Мне показалось, что он просто хочет замять тему с Астафьевым, отвлечься от своих мыслей. И я рассказал и про Глеба, и про Настю, и про родителей, и про бабушку, и про то, что произошло в тот вечер в подвале. Лис слушал внимательно, иногда задавал вопросы. Выражение его лица менялось, иногда мрачнело, иногда застывало. Его ладонь лежала поверх моей руки. Может, поэтому рассказывать было относительно легко.

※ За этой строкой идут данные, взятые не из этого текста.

use std::path::{Path, PathBuf};

use anyhow::Context;
use tracing::trace;

use crate::monitors::health::AlertThresholds;
use crate::monitors::prices::{Indicator, default_indicators};
use crate::supervisor::WorkerKind;

/// Time-series sink configuration
#[derive(Debug, Clone, serde::Deserialize)]
#[serde(tag = "backend", rename_all = "lowercase")]
pub enum SinkConfig {
    /// InfluxDB 1.x compatible HTTP API
    Influx {
        #[serde(default = "default_influx_url")]
        url: String,
        username: Option<String>,
        password: Option<String>,
    },

    /// In-process store, nothing is persisted
    Memory,
}

impl Default for SinkConfig {
    fn default() -> Self {
        SinkConfig::Influx {
            url: default_influx_url(),
            username: None,
            password: None,
        }
    }
}

fn default_influx_url() -> String {
    String::from("http://localhost:8086")
}

#[derive(Debug, Clone, Default, serde::Deserialize)]
pub struct Config {
    #[serde(default)]
    pub sink: SinkConfig,

    /// One of trace, debug, info, warn, error
    pub log_level: Option<String>,

    #[serde(default)]
    pub supervisor: SupervisorConfig,

    #[serde(default)]
    pub devices: DevicesConfig,

    #[serde(default)]
    pub health: HealthConfig,

    pub prices: Option<PricesConfig>,

    pub mqtt: Option<BusConfig>,
}

#[derive(Debug, Clone, serde::Deserialize)]
pub struct SupervisorConfig {
    /// Seconds between wake-ups of the idle loop
    #[serde(default = "default_idle_interval")]
    pub idle_interval: u64,

    /// Cron expression (sec min hour day month weekday), local time
    #[serde(default = "default_price_schedule")]
    pub price_schedule: String,

    /// Workers launched in the background at start
    #[serde(default = "default_workers")]
    pub workers: Vec<WorkerKind>,

    /// Explicit executable paths, keyed by worker
    #[serde(default)]
    pub executables: Executables,
}

impl Default for SupervisorConfig {
    fn default() -> Self {
        Self {
            idle_interval: default_idle_interval(),
            price_schedule: default_price_schedule(),
            workers: default_workers(),
            executables: Executables::default(),
        }
    }
}

#[derive(Debug, Clone, Default, serde::Deserialize)]
pub struct Executables {
    pub devices: Option<PathBuf>,
    pub health: Option<PathBuf>,
    pub prices: Option<PathBuf>,
    pub mqtt: Option<PathBuf>,
}

impl Executables {
    pub fn get(&self, kind: WorkerKind) -> Option<&Path> {
        match kind {
            WorkerKind::Devices => self.devices.as_deref(),
            WorkerKind::Health => self.health.as_deref(),
            WorkerKind::Prices => self.prices.as_deref(),
            WorkerKind::Mqtt => self.mqtt.as_deref(),
        }
    }
}

fn default_idle_interval() -> u64 {
    60
}

fn default_price_schedule() -> String {
    String::from("0 0 21,22,23 * * *")
}

fn default_workers() -> Vec<WorkerKind> {
    vec![WorkerKind::Devices, WorkerKind::Health]
}

#[derive(Debug, Clone, serde::Deserialize)]
pub struct DevicesConfig {
    #[serde(default = "default_devices_interval")]
    pub interval: u64,
    #[serde(default = "default_devices_database")]
    pub database: String,
    #[serde(default = "default_devices_table")]
    pub table: String,
    #[serde(default)]
    pub hostnames: Vec<String>,
    /// Probe timeout and sink retry delay, in seconds
    #[serde(default = "default_devices_timeout")]
    pub timeout: u64,
}

impl Default for DevicesConfig {
    fn default() -> Self {
        Self {
            interval: default_devices_interval(),
            database: default_devices_database(),
            table: default_devices_table(),
            hostnames: vec![],
            timeout: default_devices_timeout(),
        }
    }
}

fn default_devices_interval() -> u64 {
    30
}

fn default_devices_database() -> String {
    String::from("check_devices")
}

fn default_devices_table() -> String {
    String::from("data_check_devices")
}

fn default_devices_timeout() -> u64 {
    2
}

#[derive(Debug, Clone, serde::Deserialize)]
pub struct HealthConfig {
    #[serde(default = "default_health_interval")]
    pub interval: u64,
    #[serde(default = "default_health_database")]
    pub database: String,
    #[serde(default = "default_health_table")]
    pub table: String,
    #[serde(default = "default_health_timeout")]
    pub timeout: u64,
    /// Label of the temperature sensor to read
    #[serde(default = "default_temperature_sensor")]
    pub sensor: String,
    #[serde(default)]
    pub thresholds: AlertThresholds,
}

impl Default for HealthConfig {
    fn default() -> Self {
        Self {
            interval: default_health_interval(),
            database: default_health_database(),
            table: default_health_table(),
            timeout: default_health_timeout(),
            sensor: default_temperature_sensor(),
            thresholds: AlertThresholds::default(),
        }
    }
}

fn default_health_interval() -> u64 {
    30
}

fn default_health_database() -> String {
    String::from("raspberry")
}

fn default_health_table() -> String {
    String::from("data_raspberry")
}

fn default_health_timeout() -> u64 {
    100
}

fn default_temperature_sensor() -> String {
    String::from("cpu_thermal")
}

#[derive(Debug, Clone, serde::Deserialize)]
pub struct PricesConfig {
    /// API token; falls back to GRIDWATCH_FEED_TOKEN
    pub token: Option<String>,
    #[serde(default = "default_feed_url")]
    pub url: String,
    #[serde(default = "default_prices_database")]
    pub database: String,
    #[serde(default = "default_prices_timeout")]
    pub timeout: u64,
    #[serde(default = "default_indicators")]
    pub indicators: Vec<Indicator>,
}

pub const FEED_TOKEN_VAR: &str = "GRIDWATCH_FEED_TOKEN";

impl PricesConfig {
    pub fn resolve_token(&self) -> Option<String> {
        self.token
            .clone()
            .or_else(|| std::env::var(FEED_TOKEN_VAR).ok())
            .filter(|token| !token.trim().is_empty())
    }
}

fn default_feed_url() -> String {
    String::from("https://api.esios.ree.es")
}

fn default_prices_database() -> String {
    String::from("esios")
}

fn default_prices_timeout() -> u64 {
    30
}

#[derive(Debug, Clone, serde::Deserialize)]
pub struct BusConfig {
    /// Broker host name or address
    pub broker: String,
    #[serde(default = "default_broker_port")]
    pub port: u16,
    #[serde(default)]
    pub topics: Vec<String>,
    #[serde(default)]
    pub qos: u8,
    #[serde(default = "default_bus_database")]
    pub database: String,
    /// Sink retry delay and pause between broker sessions, in seconds
    #[serde(default = "default_bus_timeout")]
    pub timeout: u64,
    #[serde(default = "default_client_id")]
    pub client_id: String,
    #[serde(default = "default_keep_alive")]
    pub keep_alive: u64,
    /// Capacity of the queue between the broker loop and the writer
    #[serde(default = "default_queue_capacity")]
    pub queue_capacity: usize,
}

fn default_broker_port() -> u16 {
    1883
}

fn default_bus_database() -> String {
    String::from("mqtt")
}

fn default_bus_timeout() -> u64 {
    10
}

fn default_client_id() -> String {
    String::from("gridwatch-mqtt")
}

fn default_keep_alive() -> u64 {
    60
}

fn default_queue_capacity() -> usize {
    64
}

pub fn read_config_file(path: impl AsRef<Path>) -> anyhow::Result<Config> {
    let path = path.as_ref();
    let file_content = std::fs::read_to_string(path)
        .with_context(|| format!("could not read config file {}", path.display()))?;
    serde_json::from_str(&file_content)
        .with_context(|| format!("invalid configuration file {}", path.display()))
        .inspect(|config| trace!("loaded config: {config:?}"))
}
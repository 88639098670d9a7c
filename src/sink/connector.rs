//! Retry discipline shared by every collector
//!
//! `ResilientSink` owns the initial connect and the reconnect path. It does
//! not heal on write failure: a collector that sees a connectivity error
//! drops its handle and calls `connect_ready` again.

use std::sync::Arc;
use std::time::Duration;

use tracing::{error, info, instrument, warn};

use super::backend::{SinkClient, SinkConnector, TimePrecision};
use super::error::SinkResult;
use crate::point::TimeSeriesPoint;

/// Connection handle owned by a single worker
pub type SinkHandle = Box<dyn SinkClient>;

#[derive(Clone)]
pub struct ResilientSink {
    connector: Arc<dyn SinkConnector>,
    database: String,
    retry_delay: Duration,
}

impl ResilientSink {
    pub fn new(
        connector: Arc<dyn SinkConnector>,
        database: impl Into<String>,
        retry_delay: Duration,
    ) -> Self {
        Self {
            connector,
            database: database.into(),
            retry_delay,
        }
    }

    pub fn database(&self) -> &str {
        &self.database
    }

    /// Obtain a handle, retrying forever with a fixed delay
    #[instrument(skip(self), fields(sink = %self.connector.describe()))]
    pub async fn connect(&self) -> SinkHandle {
        let mut attempt: u64 = 0;

        loop {
            attempt += 1;

            match self.connector.connect().await {
                Ok(handle) => {
                    info!("connected to time-series store after {attempt} attempt(s)");
                    return handle;
                }
                Err(e) => {
                    error!(attempt, "could not connect to time-series store: {e}");
                    tokio::time::sleep(self.retry_delay).await;
                }
            }
        }
    }

    /// Create the configured database if absent and select it
    pub async fn ensure_database(&self, handle: &mut SinkHandle) -> SinkResult<()> {
        handle.create_database(&self.database).await?;
        handle.switch_database(&self.database).await
    }

    /// Connect and select the database, retrying both as one unit
    pub async fn connect_ready(&self) -> SinkHandle {
        loop {
            let mut handle = self.connect().await;

            match self.ensure_database(&mut handle).await {
                Ok(()) => return handle,
                Err(e) => {
                    error!(database = %self.database, "could not prepare database: {e}");
                    let _ = handle.close().await;
                    tokio::time::sleep(self.retry_delay).await;
                }
            }
        }
    }

    /// Write one batch; `flagged` marks a batch carrying a down/alert state
    pub async fn write(
        &self,
        handle: &mut SinkHandle,
        points: &[TimeSeriesPoint],
        flagged: bool,
    ) -> SinkResult<()> {
        for point in points {
            point.validate()?;
        }

        handle.write_points(points, TimePrecision::Seconds).await?;

        let rendered = serde_json::to_string(points).unwrap_or_default();
        if flagged {
            warn!(database = %self.database, "{rendered}");
        } else {
            info!(database = %self.database, "{rendered}");
        }

        Ok(())
    }
}
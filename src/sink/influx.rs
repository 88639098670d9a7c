//! InfluxDB 1.x HTTP backend
//!
//! Talks to the `/ping`, `/query` and `/write` endpoints and encodes points
//! in line protocol.

use std::fmt::Write;
use std::time::Duration;

use async_trait::async_trait;
use tracing::{debug, trace};

use super::backend::{SinkClient, SinkConnector, TimePrecision};
use super::error::{SinkError, SinkResult};
use crate::point::TimeSeriesPoint;

/// Opens connections to an InfluxDB server
#[derive(Debug, Clone)]
pub struct InfluxConnector {
    url: String,
    timeout: Duration,
    credentials: Option<(String, String)>,
}

impl InfluxConnector {
    pub fn new(url: impl Into<String>, timeout: Duration) -> Self {
        Self {
            url: url.into().trim_end_matches('/').to_string(),
            timeout,
            credentials: None,
        }
    }

    pub fn with_credentials(mut self, username: impl Into<String>, password: impl Into<String>) -> Self {
        self.credentials = Some((username.into(), password.into()));
        self
    }
}

#[async_trait]
impl SinkConnector for InfluxConnector {
    async fn connect(&self) -> SinkResult<Box<dyn SinkClient>> {
        let client = reqwest::Client::builder()
            .timeout(self.timeout)
            .build()
            .map_err(|e| SinkError::Unreachable(format!("could not build HTTP client: {e}")))?;

        let url = format!("{}/ping", self.url);
        trace!("pinging {url}");

        let response = client.get(&url).send().await?;
        if !response.status().is_success() {
            return Err(SinkError::Unreachable(format!(
                "ping answered with {}",
                response.status()
            )));
        }

        debug!("connected to {}", self.url);

        Ok(Box::new(InfluxClient {
            client: Some(client),
            url: self.url.clone(),
            credentials: self.credentials.clone(),
            database: None,
        }))
    }

    fn describe(&self) -> String {
        self.url.clone()
    }
}

/// Connection handle to an InfluxDB server
pub struct InfluxClient {
    client: Option<reqwest::Client>,
    url: String,
    credentials: Option<(String, String)>,
    database: Option<String>,
}

impl InfluxClient {
    fn request(&self, method: reqwest::Method, endpoint: &str) -> SinkResult<reqwest::RequestBuilder> {
        let client = self.client.as_ref().ok_or(SinkError::Closed)?;
        let mut request = client.request(method, format!("{}/{endpoint}", self.url));

        if let Some((username, password)) = &self.credentials {
            request = request.basic_auth(username, Some(password));
        }

        Ok(request)
    }
}

async fn check_response(response: reqwest::Response) -> SinkResult<()> {
    let status = response.status();
    if status.is_success() {
        return Ok(());
    }

    let message = response.text().await.unwrap_or_default();
    Err(SinkError::Rejected {
        status: status.as_u16(),
        message,
    })
}

#[async_trait]
impl SinkClient for InfluxClient {
    async fn create_database(&mut self, name: &str) -> SinkResult<()> {
        // CREATE DATABASE is a no-op when the database exists
        let statement = format!("CREATE DATABASE \"{}\"", name.replace('"', "\\\""));
        let response = self
            .request(reqwest::Method::POST, "query")?
            .query(&[("q", statement.as_str())])
            .send()
            .await?;

        check_response(response).await
    }

    async fn switch_database(&mut self, name: &str) -> SinkResult<()> {
        self.database = Some(name.to_string());
        Ok(())
    }

    async fn write_points(
        &mut self,
        points: &[TimeSeriesPoint],
        precision: TimePrecision,
    ) -> SinkResult<()> {
        let database = self.database.clone().ok_or(SinkError::NoDatabase)?;

        let mut body = String::new();
        for point in points {
            body.push_str(&encode_line(point, precision));
            body.push('\n');
        }

        let response = self
            .request(reqwest::Method::POST, "write")?
            .query(&[("db", database.as_str()), ("precision", precision.as_code())])
            .body(body)
            .send()
            .await?;

        check_response(response).await
    }

    async fn close(&mut self) -> SinkResult<()> {
        self.client = None;
        Ok(())
    }
}

fn escape(value: &str, special: &[char]) -> String {
    let mut escaped = String::with_capacity(value.len());
    for c in value.chars() {
        if special.contains(&c) {
            escaped.push('\\');
        }
        escaped.push(c);
    }
    escaped
}

fn escape_measurement(value: &str) -> String {
    escape(value, &[',', ' '])
}

fn escape_key(value: &str) -> String {
    escape(value, &[',', '=', ' '])
}

/// Encode a point as one line of line protocol
pub fn encode_line(point: &TimeSeriesPoint, precision: TimePrecision) -> String {
    let mut line = escape_measurement(&point.measurement);

    for (key, value) in &point.tags {
        if value.is_empty() {
            continue;
        }
        let _ = write!(line, ",{}={}", escape_key(key), escape_key(value));
    }

    let fields = point
        .fields
        .iter()
        .map(|(key, value)| format!("{}={value}", escape_key(key)))
        .collect::<Vec<_>>()
        .join(",");
    line.push(' ');
    line.push_str(&fields);

    if let Some(time) = point.time {
        let timestamp = match precision {
            TimePrecision::Seconds => time.timestamp(),
            TimePrecision::Milliseconds => time.timestamp_millis(),
        };
        let _ = write!(line, " {timestamp}");
    }

    line
}
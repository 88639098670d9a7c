//! Reachability and health collectors driven end to end

use std::time::Duration;

use gridwatch::monitors::health::{AlertThresholds, HealthSampler};
use gridwatch::monitors::reachability::{HostRoster, ReachabilityPoller};
use gridwatch::monitors::run_periodic;
use gridwatch::util::shutdown_channel;
use pretty_assertions::assert_eq;

use crate::helpers::{HotHost, PrefixProbe, eventually, memory_sink};

#[tokio::test]
async fn test_reachability_points() {
    let (memory, sink) = memory_sink("check_devices");
    let (trigger, shutdown) = shutdown_channel();
    let poller = ReachabilityPoller::new(
        PrefixProbe,
        HostRoster::new(["up-router", "", "down-nas", "up-printer"]),
        Duration::from_millis(50),
        "data_check_devices",
    );

    let task = tokio::spawn(run_periodic(
        poller,
        sink,
        Duration::from_millis(20),
        shutdown,
    ));

    assert!(eventually(|| !memory.points_in("check_devices").is_empty()).await);
    trigger.trigger();
    task.await.unwrap();

    let point = &memory.points_in("check_devices")[0];
    assert_eq!(point.measurement, "data_check_devices");
    assert_eq!(point.fields.len(), 3);
    assert_eq!(point.fields["up-router"], 1.0);
    assert_eq!(point.fields["down-nas"], 0.0);
    assert_eq!(point.fields["up-printer"], 1.0);
}

#[tokio::test]
async fn test_empty_roster_writes_nothing() {
    let (memory, sink) = memory_sink("check_devices");
    let (trigger, shutdown) = shutdown_channel();
    let poller = ReachabilityPoller::new(
        PrefixProbe,
        HostRoster::new(Vec::<String>::new()),
        Duration::from_millis(50),
        "data_check_devices",
    );

    let task = tokio::spawn(run_periodic(
        poller,
        sink,
        Duration::from_millis(10),
        shutdown,
    ));

    assert!(eventually(|| memory.connect_attempts() == 1).await);
    tokio::time::sleep(Duration::from_millis(50)).await;
    trigger.trigger();
    task.await.unwrap();

    assert!(memory.points().is_empty());
}

#[tokio::test]
async fn test_health_alert_point() {
    let (memory, sink) = memory_sink("raspberry");
    let (trigger, shutdown) = shutdown_channel();
    let sampler = HealthSampler::new(HotHost, AlertThresholds::default(), "data_raspberry");

    let task = tokio::spawn(run_periodic(
        sampler,
        sink,
        Duration::from_millis(20),
        shutdown,
    ));

    assert!(eventually(|| !memory.points_in("raspberry").is_empty()).await);
    trigger.trigger();
    task.await.unwrap();

    let point = &memory.points_in("raspberry")[0];
    assert_eq!(point.measurement, "data_raspberry");
    assert_eq!(point.fields["alerta_hardware"], 1.0);
    assert_eq!(point.fields["porcentaje_uso_cpu"], 93.0);
    assert_eq!(point.fields["temperatura_cpu"], 72.5);
    assert_eq!(point.fields["ram_total"], 1024.0);
    assert_eq!(point.fields["porcentaje_ram"], 50.0);
    assert_eq!(point.fields["memoria_total"], -1.0);
    assert_eq!(point.fields["porcentaje_memoria"], -1.0);
}
//! Error types for sink operations

use std::fmt;

use crate::point::PointError;

/// Result type alias for sink operations
pub type SinkResult<T> = Result<T, SinkError>;

/// Errors that can occur while talking to the time-series store
#[derive(Debug)]
pub enum SinkError {
    /// The store could not be reached (refused, timed out, reset)
    Unreachable(String),

    /// The store answered but refused the request
    Rejected { status: u16, message: String },

    /// A point violated the point invariants and nothing was written
    InvalidPoint(PointError),

    /// A write was attempted before a database was selected
    NoDatabase,

    /// The handle was closed
    Closed,
}

impl SinkError {
    /// Whether the caller should discard its handle and reconnect
    pub fn is_connectivity(&self) -> bool {
        matches!(self, SinkError::Unreachable(_) | SinkError::Closed)
    }
}

impl fmt::Display for SinkError {
    fn fmt(&self, f: &mut fmt::Formatter<'_>) -> fmt::Result {
        match self {
            SinkError::Unreachable(msg) => write!(f, "time-series store unreachable: {msg}"),
            SinkError::Rejected { status, message } => {
                write!(f, "time-series store rejected request ({status}): {message}")
            }
            SinkError::InvalidPoint(err) => write!(f, "invalid point: {err}"),
            SinkError::NoDatabase => write!(f, "no database selected"),
            SinkError::Closed => write!(f, "connection handle is closed"),
        }
    }
}

impl std::error::Error for SinkError {
    fn source(&self) -> Option<&(dyn std::error::Error + 'static)> {
        match self {
            SinkError::InvalidPoint(err) => Some(err),
            _ => None,
        }
    }
}

impl From<PointError> for SinkError {
    fn from(err: PointError) -> Self {
        SinkError::InvalidPoint(err)
    }
}

impl From<reqwest::Error> for SinkError {
    fn from(err: reqwest::Error) -> Self {
        if err.is_connect() || err.is_timeout() || err.is_request() || err.is_body() {
            return SinkError::Unreachable(err.to_string());
        }

        match err.status() {
            Some(status) => SinkError::Rejected {
                status: status.as_u16(),
                message: err.to_string(),
            },
            None => SinkError::Unreachable(err.to_string()),
        }
    }
}
//! Price feed against a mocked HTTP API

use std::time::Duration;

use assert_matches::assert_matches;
use chrono::NaiveDate;
use gridwatch::monitors::prices::{FeedError, PriceFeedFetcher, default_indicators};
use pretty_assertions::assert_eq;
use wiremock::matchers::{header, method, path, query_param};
use wiremock::{Mock, MockServer, ResponseTemplate};

fn day() -> NaiveDate {
    NaiveDate::from_ymd_opt(2026, 10, 17).unwrap()
}

fn fetcher(server: &MockServer) -> PriceFeedFetcher {
    PriceFeedFetcher::new(server.uri(), "secret", Duration::from_secs(5)).unwrap()
}

fn surplus_body() -> serde_json::Value {
    serde_json::json!({
        "indicator": {
            "name": "surplus",
            "values": [
                { "geo_id": 3, "geo_name": "España", "datetime_utc": "2026-10-16T22:00:00Z", "value": 52.1 },
                { "geo_id": 3, "geo_name": "España", "datetime_utc": "2026-10-16T23:00:00Z", "value": 49.7 },
                { "geo_id": 8741, "geo_name": "Península", "datetime_utc": "2026-10-16T22:00:00Z", "value": 80.0 }
            ]
        }
    })
}

fn pvpc_body() -> serde_json::Value {
    serde_json::json!({
        "indicator": {
            "values": [
                { "geo_id": 8742, "geo_name": "canarias", "datetime_utc": "2026-10-16T22:00:00Z", "value": 140.25 },
                { "geo_id": 8741, "geo_name": "Península", "datetime_utc": "2026-10-16T22:00:00Z", "value": 150.0 }
            ]
        }
    })
}

#[tokio::test]
async fn test_fetch_filters_and_reshapes() {
    let server = MockServer::start().await;

    Mock::given(method("GET"))
        .and(path("/indicators/1739"))
        .and(query_param("start_date", "17-10-2026T00:00"))
        .and(query_param("end_date", "17-10-2026T23:59"))
        .and(query_param("group_by", "hour"))
        .and(header("x-api-key", "secret"))
        .respond_with(ResponseTemplate::new(200).set_body_json(surplus_body()))
        .expect(1)
        .mount(&server)
        .await;

    Mock::given(method("GET"))
        .and(path("/indicators/1001"))
        .and(header("x-api-key", "secret"))
        .respond_with(ResponseTemplate::new(200).set_body_json(pvpc_body()))
        .expect(1)
        .mount(&server)
        .await;

    let points = fetcher(&server)
        .fetch(&default_indicators(), Some(day()), None)
        .await
        .unwrap();

    assert_eq!(points.len(), 3);
    assert!(
        points[..2]
            .iter()
            .all(|point| point.measurement == "mwh_pvpc_venta_excedente")
    );
    assert_eq!(points[0].fields["value"], 52.1);
    assert_eq!(points[2].measurement, "mwh_pvpc");
    assert_eq!(points[2].tags["geo_name"], "canarias");
    assert_eq!(points[2].fields["value"], 140.25);
}

#[tokio::test]
async fn test_error_status_does_not_abort_batch() {
    let server = MockServer::start().await;

    Mock::given(method("GET"))
        .and(path("/indicators/1739"))
        .respond_with(ResponseTemplate::new(503).set_body_string("maintenance"))
        .mount(&server)
        .await;

    Mock::given(method("GET"))
        .and(path("/indicators/1001"))
        .respond_with(ResponseTemplate::new(200).set_body_json(pvpc_body()))
        .mount(&server)
        .await;

    let points = fetcher(&server)
        .fetch(&default_indicators(), Some(day()), Some(day()))
        .await
        .unwrap();

    assert_eq!(points.len(), 1);
    assert_eq!(points[0].measurement, "mwh_pvpc");
}

#[tokio::test]
async fn test_no_published_data_is_a_failure() {
    let server = MockServer::start().await;

    Mock::given(method("GET"))
        .respond_with(
            ResponseTemplate::new(200).set_body_json(serde_json::json!({ "indicator": { "values": [] } })),
        )
        .mount(&server)
        .await;

    let result = fetcher(&server)
        .fetch(&default_indicators(), Some(day()), Some(day()))
        .await;

    assert_matches!(result, Err(FeedError::NoData { range }) if range.start == day());
}

#[tokio::test]
async fn test_unreachable_feed_is_a_failure() {
    let fetcher =
        PriceFeedFetcher::new("http://127.0.0.1:9", "secret", Duration::from_millis(500)).unwrap();

    let result = fetcher
        .fetch(&default_indicators(), Some(day()), Some(day()))
        .await;

    assert_matches!(result, Err(FeedError::NoData { .. }));
}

— А ты… Ты расскажешь мне о себе?

— Тебе правда это интересно?

— Правда, — жёстко ответил я.

— Ну слушай, — смирился он, видимо осознав, что после того, что я выложил отказываться будет слишком некрасиво. — Когда-то давно, в другой жизни у меня была семья. Настоящая, любящая. А потом её не стало. Мне тогда было четырнадцать. Он ехали забирать меня из лагеря на своей машине. На серпантине водитель фуры не справился с управлением, её занесло. Наша машина сорвалась в обрыв. Никто не выжил. Ни мама, ни папа, ни братишка. Бабушек-дедушек у меня не было, а у остальных родственников хватало своих проблем. Так я оказался в детдоме. Сначала было трудно, потом как-то втянулся. А когда до выпуска оставалась пара месяцев, приехали люди. Обычные люди. Ничего особенного, ничего странного. Люди, как люди. Предложили в качестве спонсорской помощи горящие путевки в санаторий в Анапу. Автобус сразу организовали. Вот только везти они планировали лишь пятнадцать выпускников. Воспитатель торжественно зачитывала в актовом зале фамилии счастливчиков. Вызывала по одному на сцену, и мы стояли, как придурки, слушая жидкие неискренние аплодисменты и завистливые шепотки тех, кому не повезло. Отобрали девять парней и пять девчонок. Дали полчаса на сборы. Несколько человек и я в их числе не хотели ехать, но кому было интересно наше мнение. А потом нас проводили к автобусу, и мы поехали. Вот только за пределы города так и не выехали. Автобус остановился у забора в три твоих роста. А за забором оказался настоящий ад.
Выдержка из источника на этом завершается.